A nice article was recently published on IBM’s WebSphere Portal wiki about using a mixture of HTTP and HTTPS pages on a WebSphere Portal site. The reasoning for that approach is basically that you need to encrypt certain sensitive traffic, but don’t want to encrypt traffic for the entire site for performance reasons.
Before you go off and implement that solution, you should ask yourself a few questions.
- Is the performance impact of using https everywhere really a problem for YOUR site? Configure Portal to use https for all requests. This will be easier if you’re using a reverse proxy such as Tivoli Access Manager (WebSEAL) or CA SiteMinder. Perform load tests to compare and see if your SLAs will still hold up. If performance is fine with https for all requests.
- Do you have a lot of pages that would need to be encrypted, and will it change frequently? You’ll have to main sure you set the configuration parameter to ensure the page is encrypted, which is easy enough to do. However, the more pages you have that need this, the higher the chance of it getting missed. Also, if you’re using dynamic portal pages, ensure that you take those into account.

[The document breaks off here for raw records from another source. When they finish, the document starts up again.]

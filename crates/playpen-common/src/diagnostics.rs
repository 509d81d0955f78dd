//! Compile-time and preview diagnostics.
//!
//! [`Diagnostics`] is always present on the controller. Its two lists follow
//! different rules: `compile_errors` is replaced wholesale on every edit and
//! every rebuild, while `preview_errors` only grows until it is cleared.

use std::fmt;

use serde::{Deserialize, Serialize};

use crate::Hostname;

/// Diagnostic severity.
#[derive(Debug, Clone, Copy, PartialEq, Eq, Serialize, Deserialize)]
#[serde(rename_all = "lowercase")]
pub enum Severity {
    /// Prevents a bundle from being produced.
    Error,
    /// Informational; the build can still succeed.
    Warning,
}

/// A 1-based position in the source text.
#[derive(Debug, Clone, Copy, PartialEq, Eq, Serialize, Deserialize)]
pub struct SourceLocation {
    /// Line number, starting at 1.
    pub line: u32,
    /// Column number, starting at 1.
    pub column: u32,
}

impl fmt::Display for SourceLocation {
    fn fmt(&self, f: &mut fmt::Formatter<'_>) -> fmt::Result {
        write!(f, "{}:{}", self.line, self.column)
    }
}

/// A single compile-time diagnostic.
#[derive(Debug, Clone, PartialEq, Eq, Serialize, Deserialize)]
pub struct Diagnostic {
    /// Severity of the diagnostic.
    pub severity: Severity,
    /// Human-readable message.
    pub message: String,
    /// Where in the source the problem is, if known.
    #[serde(default, skip_serializing_if = "Option::is_none")]
    pub location: Option<SourceLocation>,
}

impl Diagnostic {
    /// Create an error diagnostic without a location.
    pub fn error(message: impl Into<String>) -> Self {
        Self {
            severity: Severity::Error,
            message: message.into(),
            location: None,
        }
    }

    /// Create a warning diagnostic without a location.
    pub fn warning(message: impl Into<String>) -> Self {
        Self {
            severity: Severity::Warning,
            message: message.into(),
            location: None,
        }
    }

    /// Attach a source location.
    #[must_use]
    pub fn at(mut self, location: SourceLocation) -> Self {
        self.location = Some(location);
        self
    }

    /// Returns `true` for error-severity diagnostics.
    pub fn is_error(&self) -> bool {
        self.severity == Severity::Error
    }
}

/// A runtime error reported by the preview sandbox.
#[derive(Debug, Clone, PartialEq, Eq, Serialize, Deserialize)]
pub struct PreviewError {
    /// Human-readable message.
    pub message: String,
    /// Source location, when the sandbox can attribute one.
    #[serde(default, skip_serializing_if = "Option::is_none")]
    pub location: Option<SourceLocation>,
    /// Bundle that was running when the error happened.
    #[serde(default, skip_serializing_if = "Option::is_none")]
    pub hostname: Option<Hostname>,
    /// Machine-readable code (trap kind), if any.
    #[serde(default, skip_serializing_if = "Option::is_none")]
    pub code: Option<String>,
}

impl PreviewError {
    /// Create a preview error with only a message.
    pub fn new(message: impl Into<String>) -> Self {
        Self {
            message: message.into(),
            location: None,
            hostname: None,
            code: None,
        }
    }

    /// Attribute the error to a bundle.
    #[must_use]
    pub fn with_hostname(mut self, hostname: Hostname) -> Self {
        self.hostname = Some(hostname);
        self
    }

    /// Attach a machine-readable code.
    #[must_use]
    pub fn with_code(mut self, code: impl Into<String>) -> Self {
        self.code = Some(code.into());
        self
    }
}

/// Everything the console/footer displays.
#[derive(Debug, Clone, Default, PartialEq, Eq, Serialize, Deserialize)]
pub struct Diagnostics {
    /// Diagnostics of the latest compile, replaced wholesale.
    pub compile_errors: Vec<Diagnostic>,
    /// Runtime errors reported by the preview, append-only until cleared.
    pub preview_errors: Vec<PreviewError>,
}

impl Diagnostics {
    /// Replace the compile diagnostics.
    pub fn replace_compile_errors(&mut self, diagnostics: Vec<Diagnostic>) {
        self.compile_errors = diagnostics;
    }

    /// Append a preview error. Existing entries are never touched.
    pub fn push_preview_error(&mut self, error: PreviewError) {
        self.preview_errors.push(error);
    }

    /// Drop every preview error.
    pub fn clear_preview_errors(&mut self) {
        self.preview_errors.clear();
    }

    /// Number of error-severity compile diagnostics.
    pub fn error_count(&self) -> usize {
        self.compile_errors.iter().filter(|d| d.is_error()).count()
    }
}

#[cfg(test)]
mod tests {
    use super::*;

    #[test]
    fn test_preview_errors_append_only() {
        let mut diagnostics = Diagnostics::default();
        diagnostics.push_preview_error(PreviewError::new("first"));
        diagnostics.push_preview_error(PreviewError::new("second"));

        assert_eq!(diagnostics.preview_errors.len(), 2);
        assert_eq!(diagnostics.preview_errors[0].message, "first");

        diagnostics.clear_preview_errors();
        diagnostics.push_preview_error(PreviewError::new("third"));
        assert_eq!(diagnostics.preview_errors.len(), 1);
    }

    #[test]
    fn test_compile_errors_replaced() {
        let mut diagnostics = Diagnostics::default();
        diagnostics.replace_compile_errors(vec![
            Diagnostic::error("a"),
            Diagnostic::warning("b"),
        ]);
        assert_eq!(diagnostics.error_count(), 1);

        diagnostics.replace_compile_errors(Vec::new());
        assert!(diagnostics.compile_errors.is_empty());
    }

    #[test]
    fn test_diagnostic_serialization() {
        let diagnostic = Diagnostic::error("expected `(`").at(SourceLocation { line: 3, column: 7 });
        let json = serde_json::to_value(&diagnostic).unwrap();

        assert_eq!(json["severity"], "error");
        assert_eq!(json["location"]["line"], 3);
        assert_eq!(diagnostic.location.unwrap().to_string(), "3:7");
    }
}
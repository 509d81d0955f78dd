//! Compilation and linking of playground programs.
//!
//! The pipeline talks to the compiler through the [`Toolchain`] trait:
//!
//! ```text
//! VirtualEnv ──diagnose──▶ Vec<Diagnostic>                (sync, every edit)
//! VirtualEnv ──compile───▶ CompiledOutput ──link──▶ Bundle (async, per rebuild)
//! ```
//!
//! [`WatToolchain`] implements it for programs written in the WebAssembly
//! text format: compiling parses and validates, linking resolves imports
//! against the host function table and checks the entry point.

use std::collections::BTreeMap;
use std::time::Instant;

use async_trait::async_trait;
use tracing::{debug, info, instrument, warn};
use wasmtime::{ExternType, Module};

use playpen_common::{Diagnostic, Hostname, LinkError, SourceLocation};

use crate::bundle::{Bundle, ENTRY_POINT};
use crate::engine::WasmEngine;

/// Path of the single entry-point file in the virtual environment.
pub const ENTRY_FILE: &str = "main.wat";

/// Import module every host function lives in.
pub const HOST_MODULE: &str = "env";

/// Host functions a program may import from [`HOST_MODULE`].
pub const HOST_FUNCTIONS: &[&str] = &["log", "print"];

/// In-memory file system the compiler reads from.
///
/// Writing empty content removes the file, mirroring how editor
/// integrations signal deletion.
#[derive(Debug, Clone, Default, PartialEq, Eq)]
pub struct VirtualEnv {
    files: BTreeMap<String, String>,
}

impl VirtualEnv {
    /// Create an empty environment.
    pub fn new() -> Self {
        Self::default()
    }

    /// Write a file, or delete it when `content` is empty.
    pub fn write(&mut self, path: &str, content: &str) {
        if content.is_empty() {
            self.files.remove(path);
        } else {
            self.files.insert(path.to_string(), content.to_string());
        }
    }

    /// Read a file.
    pub fn read(&self, path: &str) -> Option<&str> {
        self.files.get(path).map(String::as_str)
    }

    /// Read the entry-point file.
    pub fn entry(&self) -> Option<&str> {
        self.read(ENTRY_FILE)
    }

    /// Number of files present.
    pub fn len(&self) -> usize {
        self.files.len()
    }

    /// Returns `true` if no files are present.
    pub fn is_empty(&self) -> bool {
        self.files.is_empty()
    }
}

/// Result of compiling a virtual environment.
///
/// Diagnostics are attached rather than returned as an error: a compile
/// always "succeeds" at producing output.
#[derive(Debug, Clone, Default)]
pub struct CompiledOutput {
    /// WebAssembly binary, present when compilation produced one.
    pub bytes: Option<Vec<u8>>,
    /// Diagnostics reported by the compiler.
    pub diagnostics: Vec<Diagnostic>,
}

impl CompiledOutput {
    /// Number of error-severity diagnostics.
    pub fn error_count(&self) -> usize {
        self.diagnostics.iter().filter(|d| d.is_error()).count()
    }

    /// Returns `true` if any diagnostic is an error.
    pub fn has_errors(&self) -> bool {
        self.error_count() > 0
    }
}

/// Compiler and linker service used by the pipeline.
#[async_trait]
pub trait Toolchain: Send + Sync {
    /// Compute diagnostics for the current environment without producing output.
    ///
    /// Called on every edit, so it must be cheap and must not block on I/O.
    fn diagnose(&self, env: &VirtualEnv) -> Vec<Diagnostic>;

    /// Compile the environment.
    async fn compile(&self, env: &VirtualEnv) -> CompiledOutput;

    /// Link compiled output into a bundle identified by `hostname`.
    async fn link(&self, output: CompiledOutput, hostname: &Hostname) -> Result<Bundle, LinkError>;
}

/// Toolchain for WebAssembly text format programs.
#[derive(Debug, Clone)]
pub struct WatToolchain {
    engine: WasmEngine,
}

impl WatToolchain {
    /// Create a toolchain that validates and links against `engine`.
    pub fn new(engine: WasmEngine) -> Self {
        Self { engine }
    }

    /// Parse and validate, returning the binary when it is valid.
    fn compile_blocking(engine: &WasmEngine, env: &VirtualEnv) -> CompiledOutput {
        let Some(text) = env.entry() else {
            return CompiledOutput {
                bytes: None,
                diagnostics: vec![Diagnostic::error(format!(
                    "Entry file `{ENTRY_FILE}` not found"
                ))],
            };
        };

        let bytes = match wat::parse_str(text) {
            Ok(bytes) => bytes,
            Err(e) => {
                return CompiledOutput {
                    bytes: None,
                    diagnostics: vec![parse_error_diagnostic(&e.to_string())],
                };
            }
        };

        if let Err(e) = Module::validate(engine.inner(), &bytes) {
            return CompiledOutput {
                bytes: None,
                diagnostics: vec![Diagnostic::error(format!("{e:#}"))],
            };
        }

        CompiledOutput {
            bytes: Some(bytes),
            diagnostics: Vec::new(),
        }
    }

    /// Compile the binary and resolve it against the host.
    fn link_blocking(
        engine: &WasmEngine,
        bytes: Vec<u8>,
        hostname: Hostname,
    ) -> Result<Bundle, LinkError> {
        let module = Module::new(engine.inner(), &bytes)
            .map_err(|e| LinkError::invalid_module(format!("{e:#}")))?;

        for import in module.imports() {
            let resolved =
                import.module() == HOST_MODULE && HOST_FUNCTIONS.contains(&import.name());
            if !resolved {
                return Err(LinkError::UnresolvedImport {
                    module: import.module().to_string(),
                    name: import.name().to_string(),
                });
            }
        }

        match module.get_export(ENTRY_POINT) {
            Some(ExternType::Func(_)) => {}
            _ => {
                return Err(LinkError::MissingEntryPoint {
                    name: ENTRY_POINT.to_string(),
                });
            }
        }

        Bundle::new(hostname, bytes, module)
    }
}

#[async_trait]
impl Toolchain for WatToolchain {
    fn diagnose(&self, env: &VirtualEnv) -> Vec<Diagnostic> {
        Self::compile_blocking(&self.engine, env).diagnostics
    }

    #[instrument(skip(self, env), fields(files = env.len()))]
    async fn compile(&self, env: &VirtualEnv) -> CompiledOutput {
        let start = Instant::now();
        let engine = self.engine.clone();
        let env = env.clone();

        let output = tokio::task::spawn_blocking(move || Self::compile_blocking(&engine, &env))
            .await
            .unwrap_or_else(|e| CompiledOutput {
                bytes: None,
                diagnostics: vec![Diagnostic::error(format!("Compiler crashed: {e}"))],
            });

        debug!(
            duration_ms = start.elapsed().as_millis(),
            errors = output.error_count(),
            "Compiled"
        );

        output
    }

    #[instrument(skip(self, output), fields(hostname = %hostname))]
    async fn link(&self, output: CompiledOutput, hostname: &Hostname) -> Result<Bundle, LinkError> {
        let count = output.error_count();
        let bytes = match output.bytes {
            Some(bytes) if count == 0 => bytes,
            _ => return Err(LinkError::NothingToLink { count }),
        };

        let start = Instant::now();
        let engine = self.engine.clone();
        let hostname = hostname.clone();

        let bundle = tokio::task::spawn_blocking(move || Self::link_blocking(&engine, bytes, hostname))
            .await
            .map_err(|e| LinkError::invalid_module(format!("Linker crashed: {e}")))?;

        match &bundle {
            Ok(bundle) => info!(
                content_hash = %bundle.content_hash(),
                duration_ms = start.elapsed().as_millis(),
                "Bundle linked"
            ),
            Err(e) => warn!(error = %e, "Link failed"),
        }

        bundle
    }
}

/// Turn a text-format parse error into a diagnostic.
///
/// Parse errors render as a message line followed by a
/// `--> file:line:column` pointer and a source excerpt.
fn parse_error_diagnostic(rendered: &str) -> Diagnostic {
    let message = rendered.lines().next().unwrap_or(rendered).trim();
    let diagnostic = Diagnostic::error(message);

    let location = rendered
        .lines()
        .find_map(|line| line.trim_start().strip_prefix("--> "))
        .and_then(parse_location);

    match location {
        Some(location) => diagnostic.at(location),
        None => diagnostic,
    }
}

/// Parse the `line:column` suffix of `file:line:column`.
fn parse_location(pointer: &str) -> Option<SourceLocation> {
    let mut parts = pointer.trim().rsplitn(3, ':');
    let column = parts.next()?.parse().ok()?;
    let line = parts.next()?.parse().ok()?;
    Some(SourceLocation { line, column })
}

- Your users’ sessions can still be hijacked while on non-https pages. Do you care? Many sites secure just the login, but that’s not good enough if you really want to be safe. This is a calculated risk based on the type of content and functionality on your site. Even if your portal is intranet-only, you need to determine how much damage one rogue employee could cause.
- Do you have any page resources (css, JavaScript, images, etc) that have hard-coded URLs using http? This can give you the annoying messages that say your page has a mixture of HTTP and HTTPS content. Perhaps you can just change the link from http to https, or you might also need to get a little trickier and use mod_proxy or another technique to proxy an https request through your web server to the original http resource.
And finally, don’t forget to use ssl as appropriate between systems in your internal networks. This applies to connections from your reverse proxy to the web servers, from the web servers to WebSphere via the WebSphere plug-in, and from your portal system to any back-end services.